# What is expected
Please give back word for word the lines of the material below between the line containing "assert_eq!(later_today.status, StatusCode::OK);" and the line containing "async fn test_reservations_are_private()", inclusive.

# Records supplied
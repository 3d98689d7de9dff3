mod common;

use common::{TestApp, at};
use http::{Method, StatusCode};
use serde_json::json;

fn booking(date: &str, time: &str, people: i64) -> serde_json::Value {
    json!({
        "reservation_date": date,
        "reservation_time": time,
        "number_of_people": people
    })
}

#[tokio::test]
async fn test_register_login_book_list_cancel() {
    let app = TestApp::new().await;
    let restaurant = app.seed_restaurant("Sushi Kanda").await;
    app.register("guest@example.com").await;

    let login = app
        .post(
            "/api/auth/login",
            None,
            json!({ "email": "Guest@Example.com", "password": "correct-horse" }),
        )
        .await;
    assert_eq!(login.status, StatusCode::OK);
    assert_eq!(login.body["user"]["email"], "guest@example.com");
    assert_eq!(login.body["user"]["display_name"], "Sato Hanako");
    let token = login.body["token"].as_str().unwrap().to_string();

    let uri = format!("/api/restaurants/{}/reservations", restaurant.id);
    let created = app
        .post(&uri, Some(&token), booking("2024-06-02", "19:00", 4))
        .await;
    assert_eq!(created.status, StatusCode::OK, "{}", created.body);
    assert_eq!(created.body["status"], "confirmed");
    assert_eq!(created.body["reservation_date"], "2024-06-02");
    assert_eq!(created.body["reservation_time"], "19:00");
    assert_eq!(created.body["number_of_people"], 4);
    let id = created.body["id"].as_i64().unwrap();

    let list = app.get("/api/reservations", Some(&token)).await;
    assert_eq!(list.status, StatusCode::OK);
    let items = list.body.as_array().unwrap();
    assert_eq!(items.len(), 1);
    assert_eq!(items[0]["restaurant_name"], "Sushi Kanda");

    let detail = app.get(&format!("/api/reservations/{id}"), Some(&token)).await;
    assert_eq!(detail.status, StatusCode::OK);
    assert_eq!(detail.body["id"].as_i64(), Some(id));

    let cancel_uri = format!("/api/reservations/{id}/cancel");
    let cancelled = app.post(&cancel_uri, Some(&token), json!({})).await;
    assert_eq!(cancelled.status, StatusCode::OK);
    assert_eq!(cancelled.body["status"], "cancelled");

    let again = app.post(&cancel_uri, Some(&token), json!({})).await;
    assert_eq!(again.status, StatusCode::CONFLICT);
    assert_eq!(again.code(), Some(4002));
}

#[tokio::test]
async fn test_booking_requires_token() {
    let app = TestApp::new().await;
    let restaurant = app.seed_restaurant("Sushi Kanda").await;

    let uri = format!("/api/restaurants/{}/reservations", restaurant.id);
    let res = app.post(&uri, None, booking("2024-06-02", "19:00", 2)).await;
    assert_eq!(res.status, StatusCode::UNAUTHORIZED);
    assert_eq!(res.code(), Some(1001));

    let res = app.get("/api/reservations", Some("not-a-jwt")).await;
    assert_eq!(res.status, StatusCode::UNAUTHORIZED);
    assert_eq!(res.code(), Some(1004));
}

#[tokio::test]
async fn test_validation_errors_map_to_codes_and_fields() {
    let app = TestApp::new().await;
    let restaurant = app.seed_restaurant("Sushi Kanda").await;
    let token = app.register("guest@example.com").await;
    let uri = format!("/api/restaurants/{}/reservations", restaurant.id);

    // (body, code, field)
    let cases = [
        (json!({ "reservation_time": "19:00", "number_of_people": 2 }), 4101, "reservation_date"),
        (booking("2024-05-31", "19:00", 2), 4102, "reservation_date"),
        (booking("2024-08-31", "19:00", 2), 4103, "reservation_date"),
        (json!({ "reservation_date": "2024-06-02", "number_of_people": 2 }), 4201, "reservation_time"),
        (booking("2024-06-02", "7pm", 2), 4202, "reservation_time"),
        (booking("2024-06-02", "18:15", 2), 4202, "reservation_time"),
        (booking("2024-06-02", "17:30", 2), 4203, "reservation_time"),
        (booking("2024-06-02", "21:30", 2), 4204, "reservation_time"),
        (booking("2024-06-02", "19:00", 0), 4301, "number_of_people"),
        (booking("2024-06-02", "19:00", 11), 4301, "number_of_people"),
        (json!({ "reservation_date": "2024-06-02", "reservation_time": "19:00" }), 4301, "number_of_people"),
        (booking("06/02/2024", "19:00", 2), 6, "reservation_date"),
        (json!({ "reservation_date": "2024-06-02", "reservation_time": "19:00", "number_of_people": "abc" }), 6, "number_of_people"),
        (json!({ "reservation_date": "2024-06-02", "reservation_time": "19:00", "number_of_people": 2.5 }), 6, "number_of_people"),
        (json!({ "reservation_date": "2024-06-02", "reservation_time": "19:00", "number_of_people": "" }), 4301, "number_of_people"),
        (json!({ "reservation_date": "2024-06-02", "reservation_time": "19:00", "number_of_people": "12" }), 4301, "number_of_people"),
    ];

    for (body, code, field) in cases {
        let res = app.post(&uri, Some(&token), body.clone()).await;
        assert_eq!(res.status, StatusCode::BAD_REQUEST, "{body}");
        assert_eq!(res.code(), Some(code), "{body}");
        assert_eq!(res.field(), Some(field), "{body}");
    }

    // Nothing was persisted
    let list = app.get("/api/reservations", Some(&token)).await;
    assert_eq!(list.body.as_array().unwrap().len(), 0);
}

#[tokio::test]
async fn test_party_size_as_form_text() {
    let app = TestApp::new().await;
    let restaurant = app.seed_restaurant("Sushi Kanda").await;
    let token = app.register("guest@example.com").await;
    let uri = format!("/api/restaurants/{}/reservations", restaurant.id);

    let created = app
        .post(
            &uri,
            Some(&token),
            json!({
                "reservation_date": "2024-06-02",
                "reservation_time": "19:00",
                "number_of_people": " 3 "
            }),
        )
        .await;
    assert_eq!(created.status, StatusCode::OK, "{}", created.body);
    assert_eq!(created.body["number_of_people"], 3);
}

#[tokio::test]
async fn test_horizon_boundaries() {
    let app = TestApp::new().await;
    let restaurant = app.seed_restaurant("Sushi Kanda").await;
    let token = app.register("guest@example.com").await;
    let uri = format!("/api/restaurants/{}/reservations", restaurant.id);

    // 2024-06-01 + 90 days
    let last_day = app
        .post(&uri, Some(&token), booking("2024-08-30", "21:00", 10))
        .await;
    assert_eq!(last_day.status, StatusCode::OK, "{}", last_day.body);

    let too_far = app
        .post(&uri, Some(&token), booking("2024-08-31", "18:00", 1))
        .await;
    assert_eq!(too_far.code(), Some(4103));
}

#[tokio::test]
async fn test_same_day_elapsed_slot() {
    let app = TestApp::at(at(2024, 6, 1, 19, 10)).await;
    let restaurant = app.seed_restaurant("Sushi Kanda").await;
    let token = app.register("guest@example.com").await;
    let uri = format!("/api/restaurants/{}/reservations", restaurant.id);

    let elapsed = app
        .post(&uri, Some(&token), booking("2024-06-01", "19:00", 2))
        .await;
    assert_eq!(elapsed.code(), Some(4205));
    assert_eq!(elapsed.field(), Some("reservation_time"));

    let later_today = app
        .post(&uri, Some(&token), booking("2024-06-01", "19:30", 2))
        .await;
    assert_eq!(later_today.status, StatusCode::OK);
}

#[tokio::test]
async fn test_unknown_restaurant() {
    let app = TestApp::new().await;
    let token = app.register("guest@example.com").await;

    let res = app
        .post(
            "/api/restaurants/424242/reservations",
            Some(&token),
            booking("2024-06-02", "19:00", 2),
        )
        .await;
    assert_eq!(res.status, StatusCode::NOT_FOUND);
    assert_eq!(res.code(), Some(5001));
}

#[tokio::test]
async fn test_reservations_are_private() {
    let app = TestApp::new().await;
    let restaurant = app.seed_restaurant("Sushi Kanda").await;
    let owner = app.register("owner@example.com").await;
    let other = app.register("other@example.com").await;

    let uri = format!("/api/restaurants/{}/reservations", restaurant.id);
    let created = app
        .post(&uri, Some(&owner), booking("2024-06-03", "20:00", 2))
        .await;
    let id = created.body["id"].as_i64().unwrap();

    let peek = app.get(&format!("/api/reservations/{id}"), Some(&other)).await;
    assert_eq!(peek.status, StatusCode::FORBIDDEN);

    let cancel = app
        .post(&format!("/api/reservations/{id}/cancel"), Some(&other), json!({}))
        .await;
    assert_eq!(cancel.status, StatusCode::FORBIDDEN);

    let missing = app.get("/api/reservations/1", Some(&other)).await;
    assert_eq!(missing.code(), Some(4001));
}

#[tokio::test]
async fn test_mypage_shows_upcoming_and_favorites() {
    let app = TestApp::new().await;
    let restaurant = app.seed_restaurant("Sushi Kanda").await;
    let token = app.register("guest@example.com").await;

    let uri = format!("/api/restaurants/{}/reservations", restaurant.id);
    let kept = app
        .post(&uri, Some(&token), booking("2024-06-10", "18:30", 2))
        .await;
    let dropped = app
        .post(&uri, Some(&token), booking("2024-06-05", "18:30", 2))
        .await;
    let dropped_id = dropped.body["id"].as_i64().unwrap();
    app.post(
        &format!("/api/reservations/{dropped_id}/cancel"),
        Some(&token),
        json!({}),
    )
    .await;

    app.post(
        &format!("/api/restaurants/{}/favorite", restaurant.id),
        Some(&token),
        json!({}),
    )
    .await;

    let page = app.get("/api/account/mypage", Some(&token)).await;
    assert_eq!(page.status, StatusCode::OK);
    assert_eq!(page.body["user"]["email"], "guest@example.com");

    let upcoming = page.body["upcoming_reservations"].as_array().unwrap();
    assert_eq!(upcoming.len(), 1);
    assert_eq!(upcoming[0]["id"], kept.body["id"]);

    let favorites = page.body["favorite_restaurants"].as_array().unwrap();
    assert_eq!(favorites.len(), 1);
    assert_eq!(favorites[0]["restaurant_name"], "Sushi Kanda");
}

#[tokio::test]
async fn test_booking_options() {
    let app = TestApp::new().await;
    let restaurant = app.seed_restaurant("Sushi Kanda").await;

    let res = app
        .get(&format!("/api/restaurants/{}/time-slots", restaurant.id), None)
        .await;
    assert_eq!(res.status, StatusCode::OK);
    assert_eq!(
        res.body["time_slots"],
        json!(["18:00", "18:30", "19:00", "19:30", "20:00", "20:30", "21:00"])
    );
    assert_eq!(res.body["earliest_date"], "2024-06-01");
    assert_eq!(res.body["latest_date"], "2024-08-30");
    assert_eq!(res.body["max_party_size"], 10);

    let missing = app.request(Method::GET, "/api/restaurants/1/time-slots", None, None).await;
    assert_eq!(missing.status, StatusCode::NOT_FOUND);
}
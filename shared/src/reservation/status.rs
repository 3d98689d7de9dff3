//! Reservation lifecycle

use serde::{Deserialize, Serialize};
use std::fmt;
use std::str::FromStr;
use thiserror::Error;

use crate::error::{AppError, ErrorCode};

/// Persisted reservation state
///
/// A validated request is stored as `Confirmed`. The only transition is
/// `Confirmed -> Cancelled`, initiated by the guest.
#[derive(Debug, Clone, Copy, PartialEq, Eq, Hash, Default, Serialize, Deserialize)]
#[cfg_attr(feature = "db", derive(sqlx::Type))]
#[cfg_attr(feature = "db", sqlx(rename_all = "lowercase"))]
#[serde(rename_all = "lowercase")]
pub enum ReservationStatus {
    #[default]
    Confirmed,
    Cancelled,
}

impl ReservationStatus {
    pub fn as_str(&self) -> &'static str {
        match self {
            Self::Confirmed => "confirmed",
            Self::Cancelled => "cancelled",
        }
    }

    pub fn is_active(&self) -> bool {
        matches!(self, Self::Confirmed)
    }

    /// Move to `Cancelled`
    pub fn cancel(self) -> Result<Self, StatusTransitionError> {
        match self {
            Self::Confirmed => Ok(Self::Cancelled),
            Self::Cancelled => Err(StatusTransitionError::AlreadyCancelled),
        }
    }
}

impl fmt::Display for ReservationStatus {
    fn fmt(&self, f: &mut fmt::Formatter<'_>) -> fmt::Result {
        f.write_str(self.as_str())
    }
}

#[derive(Debug, Clone, PartialEq, Eq, Error)]
#[error("unknown reservation status: {0}")]
pub struct UnknownStatus(pub String);

impl FromStr for ReservationStatus {
    type Err = UnknownStatus;

    fn from_str(s: &str) -> Result<Self, Self::Err> {
        match s {
            "confirmed" => Ok(Self::Confirmed),
            "cancelled" => Ok(Self::Cancelled),
            other => Err(UnknownStatus(other.to_string())),
        }
    }
}

#[derive(Debug, Clone, Copy, PartialEq, Eq, Error)]
pub enum StatusTransitionError {
    #[error("reservation is already cancelled")]
    AlreadyCancelled,
}

impl From<StatusTransitionError> for AppError {
    fn from(err: StatusTransitionError) -> Self {
        match err {
            StatusTransitionError::AlreadyCancelled => {
                AppError::new(ErrorCode::ReservationAlreadyCancelled)
            }
        }
    }
}
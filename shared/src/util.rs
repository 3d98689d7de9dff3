//! Id and timestamp helpers

/// Current UTC timestamp in milliseconds
pub fn now_millis() -> i64 {
    chrono::Utc::now().timestamp_millis()
}

/// Generate a Snowflake-style i64 for use as a row id.
///
/// Layout (53 bits, safe as a JavaScript number):
///   - 41 bits: milliseconds since 2024-01-01 UTC
///   - 12 bits: random
pub fn snowflake_id() -> i64 {
    use rand::Rng;
    const EPOCH_MS: i64 = 1_704_067_200_000;
    let ts = (now_millis() - EPOCH_MS) & 0x1FF_FFFF_FFFF;
    let rand_bits: i64 = rand::thread_rng().gen_range(0..0x1000);
    (ts << 12) | rand_bits
}
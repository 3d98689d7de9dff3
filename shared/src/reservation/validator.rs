//! Reservation request validation
//!
//! [`validate`] is a pure function of the submitted request and an injected
//! `now`. It reports the first violated rule in this order:
//!
//! 1. date presence
//! 2. date range (not before today, at most [`BOOKING_HORIZON_DAYS`] ahead)
//! 3. time presence
//! 4. time format (`HH:MM`)
//! 5. time range (opening .. last call), then grid membership
//! 6. same-day rule (time strictly after `now` when booking for today)
//! 7. party size range
//!
//! The same-day rule is only evaluated once both date and time passed.

use chrono::{Days, NaiveDate, NaiveDateTime, NaiveTime};
use serde::{Deserialize, Serialize};
use thiserror::Error;

use super::slots::{self, LAST_CALL, OPENING};
use crate::error::{AppError, ErrorCode};

/// How many days ahead a reservation may be made
pub const BOOKING_HORIZON_DAYS: u64 = 90;

/// Smallest accepted party
pub const MIN_PARTY_SIZE: i64 = 1;

/// Largest accepted party
pub const MAX_PARTY_SIZE: i64 = 10;

/// Accepted format for the submitted time
pub const TIME_FORMAT: &str = "%H:%M";

/// A candidate reservation as submitted, before validation
///
/// `None` means the field was not supplied. `time` stays the raw slot label
/// because its format is part of what gets validated.
#[derive(Debug, Clone, Default, PartialEq, Eq, Serialize, Deserialize)]
pub struct ReservationRequest {
    pub date: Option<NaiveDate>,
    pub time: Option<String>,
    pub party_size: Option<i64>,
}

impl ReservationRequest {
    pub fn new(date: NaiveDate, time: impl Into<String>, party_size: i64) -> Self {
        Self {
            date: Some(date),
            time: Some(time.into()),
            party_size: Some(party_size),
        }
    }
}

/// A reservation that passed every rule, ready to persist as confirmed
#[derive(Debug, Clone, Copy, PartialEq, Eq, Serialize)]
pub struct ValidReservation {
    pub date: NaiveDate,
    pub time: NaiveTime,
    pub party_size: i32,
}

/// The single rule a rejected request violated
#[derive(Debug, Clone, Copy, PartialEq, Eq, Hash, Error, Serialize)]
#[serde(rename_all = "snake_case")]
pub enum ValidationError {
    #[error("reservation date is required")]
    MissingDate,
    #[error("reservation date is in the past")]
    DateInPast,
    #[error("reservation date is more than {BOOKING_HORIZON_DAYS} days ahead")]
    DateTooFarOut,
    #[error("reservation time is required")]
    MissingTime,
    #[error("reservation time is not a valid HH:MM slot")]
    InvalidTimeFormat,
    #[error("reservation time is before opening ({OPENING})")]
    TimeBeforeOpening,
    #[error("reservation time is after last call ({LAST_CALL})")]
    TimeAfterLastCall,
    #[error("reservation time has already passed today")]
    SameDayTimeElapsed,
    #[error("party size must be between {MIN_PARTY_SIZE} and {MAX_PARTY_SIZE}")]
    PartySizeOutOfRange,
}

impl ValidationError {
    /// Name of the submitted field the error belongs to
    pub fn field(&self) -> &'static str {
        match self {
            Self::MissingDate | Self::DateInPast | Self::DateTooFarOut => "reservation_date",
            Self::MissingTime
            | Self::InvalidTimeFormat
            | Self::TimeBeforeOpening
            | Self::TimeAfterLastCall
            | Self::SameDayTimeElapsed => "reservation_time",
            Self::PartySizeOutOfRange => "number_of_people",
        }
    }

    /// API error code for this rule
    pub fn error_code(&self) -> ErrorCode {
        match self {
            Self::MissingDate => ErrorCode::ReservationDateRequired,
            Self::DateInPast => ErrorCode::ReservationDateInPast,
            Self::DateTooFarOut => ErrorCode::ReservationDateTooFar,
            Self::MissingTime => ErrorCode::ReservationTimeRequired,
            Self::InvalidTimeFormat => ErrorCode::ReservationTimeInvalid,
            Self::TimeBeforeOpening => ErrorCode::ReservationBeforeOpening,
            Self::TimeAfterLastCall => ErrorCode::ReservationAfterLastCall,
            Self::SameDayTimeElapsed => ErrorCode::ReservationTimeElapsed,
            Self::PartySizeOutOfRange => ErrorCode::ReservationPartySizeOutOfRange,
        }
    }
}

impl From<ValidationError> for AppError {
    fn from(err: ValidationError) -> Self {
        AppError::new(err.error_code()).for_field(err.field())
    }
}

/// Validate a reservation request against the booking rules at `now`
pub fn validate(
    request: &ReservationRequest,
    now: NaiveDateTime,
) -> Result<ValidReservation, ValidationError> {
    let today = now.date();
    let date = check_date(request.date, today)?;
    let time = check_time(request.time.as_deref())?;

    if date == today && time <= now.time() {
        return Err(ValidationError::SameDayTimeElapsed);
    }

    let party_size = check_party_size(request.party_size)?;

    Ok(ValidReservation {
        date,
        time,
        party_size,
    })
}

fn check_date(date: Option<NaiveDate>, today: NaiveDate) -> Result<NaiveDate, ValidationError> {
    let date = date.ok_or(ValidationError::MissingDate)?;
    if date < today {
        return Err(ValidationError::DateInPast);
    }
    // A horizon past NaiveDate::MAX cannot be exceeded.
    let horizon = today.checked_add_days(Days::new(BOOKING_HORIZON_DAYS));
    if horizon.is_some_and(|horizon| date > horizon) {
        return Err(ValidationError::DateTooFarOut);
    }
    Ok(date)
}

fn check_time(raw: Option<&str>) -> Result<NaiveTime, ValidationError> {
    let raw = raw
        .map(str::trim)
        .filter(|s| !s.is_empty())
        .ok_or(ValidationError::MissingTime)?;

    let time = NaiveTime::parse_from_str(raw, TIME_FORMAT)
        .map_err(|_| ValidationError::InvalidTimeFormat)?;

    let minutes = slots::minute_of_day(time);
    if minutes < OPENING.minute_of_day() {
        return Err(ValidationError::TimeBeforeOpening);
    }
    if minutes > LAST_CALL.minute_of_day() {
        return Err(ValidationError::TimeAfterLastCall);
    }
    if slots::slot_at(time).is_none() {
        return Err(ValidationError::InvalidTimeFormat);
    }
    Ok(time)
}

fn check_party_size(party_size: Option<i64>) -> Result<i32, ValidationError> {
    party_size
        .filter(|n| (MIN_PARTY_SIZE..=MAX_PARTY_SIZE).contains(n))
        .and_then(|n| i32::try_from(n).ok())
        .ok_or(ValidationError::PartySizeOutOfRange)
}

# Task solution
    assert_eq!(later_today.status, StatusCode::OK);
}

#[tokio::test]
async fn test_unknown_restaurant() {
    let app = TestApp::new().await;
    let token = app.register("guest@example.com").await;

    let res = app
        .post(
            "/api/restaurants/424242/reservations",
            Some(&token),
            booking("2024-06-02", "19:00", 2),
        )
        .await;
    assert_eq!(res.status, StatusCode::NOT_FOUND);
    assert_eq!(res.code(), Some(5001));
}

#[tokio::test]
async fn test_reservations_are_private() {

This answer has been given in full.